- EXERCISE: Look below for the line containing "optimize(&mut root);"; from there through the line containing "use heck::ToUpperCamelCase;", both lines included, please set down each line exactly and nothing else.

Dataset entries
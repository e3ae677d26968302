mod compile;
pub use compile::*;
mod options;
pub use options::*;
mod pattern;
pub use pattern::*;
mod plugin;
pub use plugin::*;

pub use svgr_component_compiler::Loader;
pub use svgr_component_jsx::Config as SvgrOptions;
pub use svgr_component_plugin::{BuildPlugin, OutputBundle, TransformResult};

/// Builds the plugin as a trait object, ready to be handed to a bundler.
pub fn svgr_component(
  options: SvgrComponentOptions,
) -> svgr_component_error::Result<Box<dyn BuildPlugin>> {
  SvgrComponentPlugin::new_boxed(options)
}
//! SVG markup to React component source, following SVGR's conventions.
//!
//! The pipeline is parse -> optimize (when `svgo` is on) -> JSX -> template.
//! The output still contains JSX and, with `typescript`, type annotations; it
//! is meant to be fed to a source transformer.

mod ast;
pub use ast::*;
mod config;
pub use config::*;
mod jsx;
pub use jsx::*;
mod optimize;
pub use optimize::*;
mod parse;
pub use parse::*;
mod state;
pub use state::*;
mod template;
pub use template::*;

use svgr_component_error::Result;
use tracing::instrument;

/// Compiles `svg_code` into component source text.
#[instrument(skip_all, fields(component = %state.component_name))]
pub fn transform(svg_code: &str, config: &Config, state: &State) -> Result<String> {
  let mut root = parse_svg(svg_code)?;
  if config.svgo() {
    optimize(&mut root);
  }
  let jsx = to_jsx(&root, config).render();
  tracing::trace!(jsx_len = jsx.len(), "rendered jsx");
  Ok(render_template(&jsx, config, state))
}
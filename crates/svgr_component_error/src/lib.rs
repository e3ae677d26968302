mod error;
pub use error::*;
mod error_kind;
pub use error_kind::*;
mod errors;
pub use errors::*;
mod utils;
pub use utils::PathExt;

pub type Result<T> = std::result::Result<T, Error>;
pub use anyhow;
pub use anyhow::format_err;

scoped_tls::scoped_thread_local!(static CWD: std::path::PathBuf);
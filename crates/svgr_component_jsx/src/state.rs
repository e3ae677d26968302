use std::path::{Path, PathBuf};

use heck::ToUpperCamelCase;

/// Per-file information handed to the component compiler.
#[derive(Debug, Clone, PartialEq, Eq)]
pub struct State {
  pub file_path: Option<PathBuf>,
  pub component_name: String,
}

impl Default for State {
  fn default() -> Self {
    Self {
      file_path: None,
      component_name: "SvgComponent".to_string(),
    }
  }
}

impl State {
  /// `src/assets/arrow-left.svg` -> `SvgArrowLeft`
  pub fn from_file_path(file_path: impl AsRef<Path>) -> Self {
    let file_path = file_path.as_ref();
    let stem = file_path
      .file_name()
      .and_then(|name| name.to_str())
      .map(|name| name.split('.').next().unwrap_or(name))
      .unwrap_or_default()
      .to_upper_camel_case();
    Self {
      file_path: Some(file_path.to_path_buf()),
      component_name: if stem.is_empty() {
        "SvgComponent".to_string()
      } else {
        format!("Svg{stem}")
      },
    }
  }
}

* * *

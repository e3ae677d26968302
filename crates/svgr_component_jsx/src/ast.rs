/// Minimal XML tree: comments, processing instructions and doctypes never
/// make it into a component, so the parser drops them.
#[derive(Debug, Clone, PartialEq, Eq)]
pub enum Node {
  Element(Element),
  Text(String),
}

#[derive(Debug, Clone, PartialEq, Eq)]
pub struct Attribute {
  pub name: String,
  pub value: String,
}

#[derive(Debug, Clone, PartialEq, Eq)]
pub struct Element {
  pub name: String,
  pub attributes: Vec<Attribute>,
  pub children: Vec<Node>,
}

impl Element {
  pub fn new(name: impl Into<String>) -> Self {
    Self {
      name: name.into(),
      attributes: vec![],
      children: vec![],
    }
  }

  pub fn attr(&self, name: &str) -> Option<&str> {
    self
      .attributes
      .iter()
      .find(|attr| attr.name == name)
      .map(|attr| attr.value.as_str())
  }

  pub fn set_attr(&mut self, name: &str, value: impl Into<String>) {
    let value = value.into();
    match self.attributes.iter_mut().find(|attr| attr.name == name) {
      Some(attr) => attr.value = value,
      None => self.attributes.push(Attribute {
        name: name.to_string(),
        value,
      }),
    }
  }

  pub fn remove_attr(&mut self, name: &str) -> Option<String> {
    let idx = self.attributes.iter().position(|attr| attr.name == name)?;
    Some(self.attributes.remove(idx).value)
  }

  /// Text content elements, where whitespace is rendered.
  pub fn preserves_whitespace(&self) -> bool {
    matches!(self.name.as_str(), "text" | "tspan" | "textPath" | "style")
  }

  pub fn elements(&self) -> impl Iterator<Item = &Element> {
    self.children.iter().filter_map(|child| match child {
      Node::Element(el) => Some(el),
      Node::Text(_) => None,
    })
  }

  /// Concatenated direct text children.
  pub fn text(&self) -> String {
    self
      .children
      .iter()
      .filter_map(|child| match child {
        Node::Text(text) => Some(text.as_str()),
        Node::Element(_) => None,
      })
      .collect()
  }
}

- ANSWER:
    optimize(&mut root);
  }
  let jsx = to_jsx(&root, config).render();
  tracing::trace!(jsx_len = jsx.len(), "rendered jsx");
  Ok(render_template(&jsx, config, state))
}
filename crates/svgr_component_error/src/lib.rs
repository e3ae677d26968302
mod error;
pub use error::*;
mod error_kind;
pub use error_kind::*;
mod errors;
pub use errors::*;
mod utils;
pub use utils::PathExt;

pub type Result<T> = std::result::Result<T, Error>;
pub use anyhow;
pub use anyhow::format_err;

scoped_tls::scoped_thread_local!(static CWD: std::path::PathBuf);
filename crates/svgr_component_jsx/src/state.rs
repository e3ae677d26968302
use std::path::{Path, PathBuf};

use heck::ToUpperCamelCase;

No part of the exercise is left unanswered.